So we met at a nice Italian restaurant, where we shared a bottle of wine, etc. Lots of talking and chatter as usual. We do have GREAT banter game/chemistry. Time flew by, we were there for about 3.5 hrs. At one point he asks what Im looking for and bottom line, I said, Im sick of ppl looking for hookups/casual dating etc. When asked, he said he feels that above all, companionship/having a great time is most important, that two people enjoy each other's company, and I believe he was also against the idea of hookups. He said he has no time for dating etc and so hasn't been dating much given his crazy work schedule which is...intense. he is very career oriented. His last long term rel was 1 year ago. During the date he mentioned places that he wanted to go to and places that I can take him next (he said I can plan and pay for the next meal :)

 

After dinner, we casually walk around and go to HIS PLACE! That's right.
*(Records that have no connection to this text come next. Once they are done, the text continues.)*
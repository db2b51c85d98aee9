//! Turning creation requests into grading trees
//!
//! A request is a flat, ordered description of one level of the tree:
//! component descriptors plus the actions combining them. Block descriptors
//! carry the same shape for their own level. Building is purely structural
//! and never sets a leaf value.

use serde::de::Error as _;
use serde::{Deserialize, Deserializer, Serialize};

use crate::error::{RubricError, Result};
use crate::gradable::{Action, Gradable, Grade, GradingBlock, GradingMethod};
use crate::grader::PATH_SEPARATOR;

/// Descriptor for a single leaf
#[derive(Debug, Clone, PartialEq, Serialize, Deserialize)]
pub struct GradeDescriptor {
    pub name: String,
    pub min: f64,
    pub max: f64,
    pub step: f64,
    #[serde(default, skip_serializing_if = "Option::is_none")]
    pub description: Option<String>,
}

/// Descriptor for a nested block
#[derive(Debug, Clone, PartialEq, Serialize, Deserialize)]
pub struct BlockDescriptor {
    pub name: String,
    #[serde(alias = "subComponents")]
    pub sub_components: Vec<ComponentDescriptor>,
    #[serde(default)]
    pub actions: Vec<Action>,
}

/// One component of a creation request, discriminated by its `type` field
#[derive(Debug, Clone, PartialEq, Serialize)]
#[serde(tag = "type", rename_all = "lowercase")]
pub enum ComponentDescriptor {
    Grade(GradeDescriptor),
    Block(BlockDescriptor),
    /// A descriptor whose `type` is not one the builder knows
    Unsupported { kind: String },
}

impl<'de> Deserialize<'de> for ComponentDescriptor {
    fn deserialize<D>(deserializer: D) -> std::result::Result<Self, D::Error>
    where
        D: Deserializer<'de>,
    {
        let value = serde_json::Value::deserialize(deserializer)?;
        let kind = value
            .get("type")
            .and_then(serde_json::Value::as_str)
            .unwrap_or_default()
            .to_string();

        match kind.as_str() {
            "grade" => GradeDescriptor::deserialize(value)
                .map(ComponentDescriptor::Grade)
                .map_err(D::Error::custom),
            "block" => BlockDescriptor::deserialize(value)
                .map(ComponentDescriptor::Block)
                .map_err(D::Error::custom),
            _ => Ok(ComponentDescriptor::Unsupported { kind }),
        }
    }
}

/// Create/update request for a grading method
#[derive(Debug, Clone, PartialEq, Serialize, Deserialize)]
pub struct CreateMethodRequest {
    pub name: String,
    #[serde(alias = "creatorId")]
    pub creator_id: String,
    #[serde(default, alias = "isPublic")]
    pub is_public: bool,
    pub components: Vec<ComponentDescriptor>,
    #[serde(default)]
    pub actions: Vec<Action>,
}

impl CreateMethodRequest {
    /// Parse a request from JSON text. Malformed requests are validation
    /// errors, not I/O failures.
    pub fn from_json(content: &str) -> Result<Self> {
        serde_json::from_str(content)
            .map_err(|e| RubricError::invalid_value("method request", e))
    }
}

/// Build a new grading method from a creation request
pub fn build_method(request: &CreateMethodRequest) -> Result<GradingMethod> {
    let mut method = GradingMethod::new(&request.name, &request.creator_id, request.is_public);
    build_into(method.root_mut(), &request.components, &request.actions)?;
    method.validate()?;

    tracing::debug!(
        method_id = %method.id(),
        leaves = method.root().leaf_count(),
        "build_method"
    );
    Ok(method)
}

/// Build a replacement tree for an existing method.
///
/// Identity, creation time and creator are kept; name, visibility and the
/// whole tree come from the request.
pub fn rebuild_method(
    existing: &GradingMethod,
    request: &CreateMethodRequest,
) -> Result<GradingMethod> {
    let mut method = GradingMethod::restore(
        existing.id(),
        existing.created_at(),
        &request.name,
        existing.creator_id(),
        request.is_public,
    );
    build_into(method.root_mut(), &request.components, &request.actions)?;
    method.validate()?;
    Ok(method)
}

/// Append components and actions of one level to `target`
pub fn build_into(
    target: &mut GradingBlock,
    components: &[ComponentDescriptor],
    actions: &[Action],
) -> Result<()> {
    if components.is_empty() {
        return Err(RubricError::EmptyBlock {
            name: target.name().to_string(),
        });
    }
    if actions.len() + 1 != components.len() {
        return Err(RubricError::ActionCountMismatch {
            name: target.name().to_string(),
            children: components.len(),
            actions: actions.len(),
        });
    }

    for (i, descriptor) in components.iter().enumerate() {
        target.add_grade(build_component(descriptor)?);
        if let Some(action) = actions.get(i) {
            target.add_action(*action);
        }
    }
    Ok(())
}

fn build_component(descriptor: &ComponentDescriptor) -> Result<Gradable> {
    match descriptor {
        ComponentDescriptor::Grade(grade) => Ok(Grade::new(
            check_name(&grade.name)?,
            grade.min,
            grade.max,
            grade.step,
            grade.description.clone(),
        )?
        .into()),
        ComponentDescriptor::Block(block) => {
            let mut nested = GradingBlock::new(check_name(&block.name)?);
            build_into(&mut nested, &block.sub_components, &block.actions)?;
            Ok(nested.into())
        }
        ComponentDescriptor::Unsupported { kind } => {
            Err(RubricError::UnsupportedComponentType(kind.clone()))
        }
    }
}

/// Component names are path segments and may not contain the separator
fn check_name(name: &str) -> Result<&str> {
    if name.contains(PATH_SEPARATOR) {
        return Err(RubricError::invalid_value("component name", name));
    }
    Ok(name)
}

#[cfg(test)]
mod tests {
    use super::*;

    const ALBUM_REQUEST: &str = r#"{
        "name": "Album",
        "creatorId": "user-1",
        "isPublic": true,
        "components": [
            { "type": "grade", "name": "Lyrics", "min": 1, "max": 10, "step": 0.5 },
            {
                "type": "block",
                "name": "Production",
                "subComponents": [
                    { "type": "grade", "name": "Mixing", "min": 1, "max": 10, "step": 0.5 },
                    { "type": "grade", "name": "Mastering", "min": 1, "max": 10, "step": 0.5,
                      "description": "Loudness and balance" }
                ],
                "actions": ["ADD"]
            }
        ],
        "actions": ["ADD"]
    }"#;

    #[test]
    fn test_build_album_request() {
        let request = CreateMethodRequest::from_json(ALBUM_REQUEST).unwrap();
        let method = build_method(&request).unwrap();

        assert_eq!(method.name(), "Album");
        assert_eq!(method.creator_id(), "user-1");
        assert!(method.is_public());
        assert_eq!(method.actions(), &[Action::Add]);
        assert_eq!(method.components()[0].name(), "Lyrics");

        let production = method.components()[1].as_block().unwrap();
        assert_eq!(production.name(), "Production");
        assert_eq!(production.actions(), &[Action::Add]);
        let mastering = production.components()[1].as_grade().unwrap();
        assert_eq!(mastering.description(), Some("Loudness and balance"));

        assert_eq!(method.min().unwrap(), 3.0);
        assert_eq!(method.max().unwrap(), 30.0);
        assert!(!method.is_graded());
    }

    #[test]
    fn test_snake_case_fields_accepted() {
        let json = r#"{
            "name": "Single",
            "creator_id": "user-2",
            "components": [
                { "type": "block", "name": "Only", "sub_components": [
                    { "type": "grade", "name": "x", "min": 0, "max": 5, "step": 1 }
                ] }
            ]
        }"#;
        let request = CreateMethodRequest::from_json(json).unwrap();
        assert!(!request.is_public);
        let method = build_method(&request).unwrap();
        assert_eq!(method.root().leaf_count(), 1);
    }

    #[test]
    fn test_unsupported_component_type() {
        let json = r#"{
            "name": "Odd",
            "creatorId": "user-1",
            "components": [
                { "type": "grade", "name": "a", "min": 0, "max": 5, "step": 1 },
                { "type": "slider", "name": "b" }
            ],
            "actions": ["ADD"]
        }"#;
        let request = CreateMethodRequest::from_json(json).unwrap();
        match build_method(&request).unwrap_err() {
            RubricError::UnsupportedComponentType(kind) => assert_eq!(kind, "slider"),
            other => panic!("unexpected error: {}", other),
        }
    }

    #[test]
    fn test_action_count_checked_per_level() {
        let mut request = CreateMethodRequest::from_json(ALBUM_REQUEST).unwrap();
        request.actions.push(Action::Multiply);
        assert!(matches!(
            build_method(&request).unwrap_err(),
            RubricError::ActionCountMismatch { .. }
        ));

        let mut request = CreateMethodRequest::from_json(ALBUM_REQUEST).unwrap();
        if let ComponentDescriptor::Block(block) = &mut request.components[1] {
            block.actions.clear();
        }
        match build_method(&request).unwrap_err() {
            RubricError::ActionCountMismatch { name, .. } => assert_eq!(name, "Production"),
            other => panic!("unexpected error: {}", other),
        }
    }

    #[test]
    fn test_empty_request_rejected() {
        let request = CreateMethodRequest {
            name: "Empty".to_string(),
            creator_id: "user-1".to_string(),
            is_public: false,
            components: Vec::new(),
            actions: Vec::new(),
        };
        assert!(matches!(
            build_method(&request).unwrap_err(),
            RubricError::EmptyBlock { .. }
        ));
    }

    #[test]
    fn test_invalid_bounds_surface() {
        let request = CreateMethodRequest {
            name: "Bad".to_string(),
            creator_id: "user-1".to_string(),
            is_public: false,
            components: vec![ComponentDescriptor::Grade(GradeDescriptor {
                name: "inverted".to_string(),
                min: 5.0,
                max: 1.0,
                step: 1.0,
                description: None,
            })],
            actions: Vec::new(),
        };
        assert!(matches!(
            build_method(&request).unwrap_err(),
            RubricError::InvalidBounds { .. }
        ));
    }

    #[test]
    fn test_dotted_component_names_rejected() {
        let mut request = CreateMethodRequest::from_json(ALBUM_REQUEST).unwrap();
        if let ComponentDescriptor::Grade(grade) = &mut request.components[0] {
            grade.name = "Production.Mixing".to_string();
        }
        match build_method(&request).unwrap_err() {
            RubricError::InvalidValue { context, value } => {
                assert_eq!(context, "component name");
                assert_eq!(value, "Production.Mixing");
            }
            other => panic!("unexpected error: {}", other),
        }

        let mut request = CreateMethodRequest::from_json(ALBUM_REQUEST).unwrap();
        if let ComponentDescriptor::Block(block) = &mut request.components[1] {
            block.name = "Post.Production".to_string();
        }
        assert!(matches!(
            build_method(&request).unwrap_err(),
            RubricError::InvalidValue { .. }
        ));
    }

    #[test]
    fn test_method_name_may_contain_dots() {
        let mut request = CreateMethodRequest::from_json(ALBUM_REQUEST).unwrap();
        request.name = "Album v1.2".to_string();
        assert_eq!(build_method(&request).unwrap().name(), "Album v1.2");
    }

    #[test]
    fn test_rebuild_keeps_identity() {
        let request = CreateMethodRequest::from_json(ALBUM_REQUEST).unwrap();
        let original = build_method(&request).unwrap();

        let mut changed = request.clone();
        changed.name = "Album v2".to_string();
        changed.is_public = false;
        changed.components.truncate(1);
        changed.actions.clear();

        let rebuilt = rebuild_method(&original, &changed).unwrap();
        assert_eq!(rebuilt.id(), original.id());
        assert_eq!(rebuilt.created_at(), original.created_at());
        assert_eq!(rebuilt.creator_id(), "user-1");
        assert_eq!(rebuilt.name(), "Album v2");
        assert!(!rebuilt.is_public());
        assert_eq!(rebuilt.components().len(), 1);
    }
}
He said he initially suggested indoors bc it was cold etc. Anyhow, we go and we just sit and talk for hours. Laughing all the way, 90% teasing each other and bantering, listening to music on the couch. He is very chill and seems easygoing but I do believe he doesn't show emotions easily. But there was a moment when he stopped and said: You know, you're funny. Anyhow, we talked while having intermittent make-out sessions as well haha! and as it was getting late (past 3am), I started to leave and I could tell he was ready to take things to the next step;) At which point I told him hehehe... I just met you. Took his hands away from where they didn't belong. He seemed to take it well. I called a cab and went home (nearby). He texted to see if I got home safe and then said: Good thing you live nearby! I had fun as well! Let's do it again soon.

 

 

So... thoughts?

His job is like in high finance and I am wary of these types. So either he is SUPER SMOOTH and knows EXACTLY what to say... or else.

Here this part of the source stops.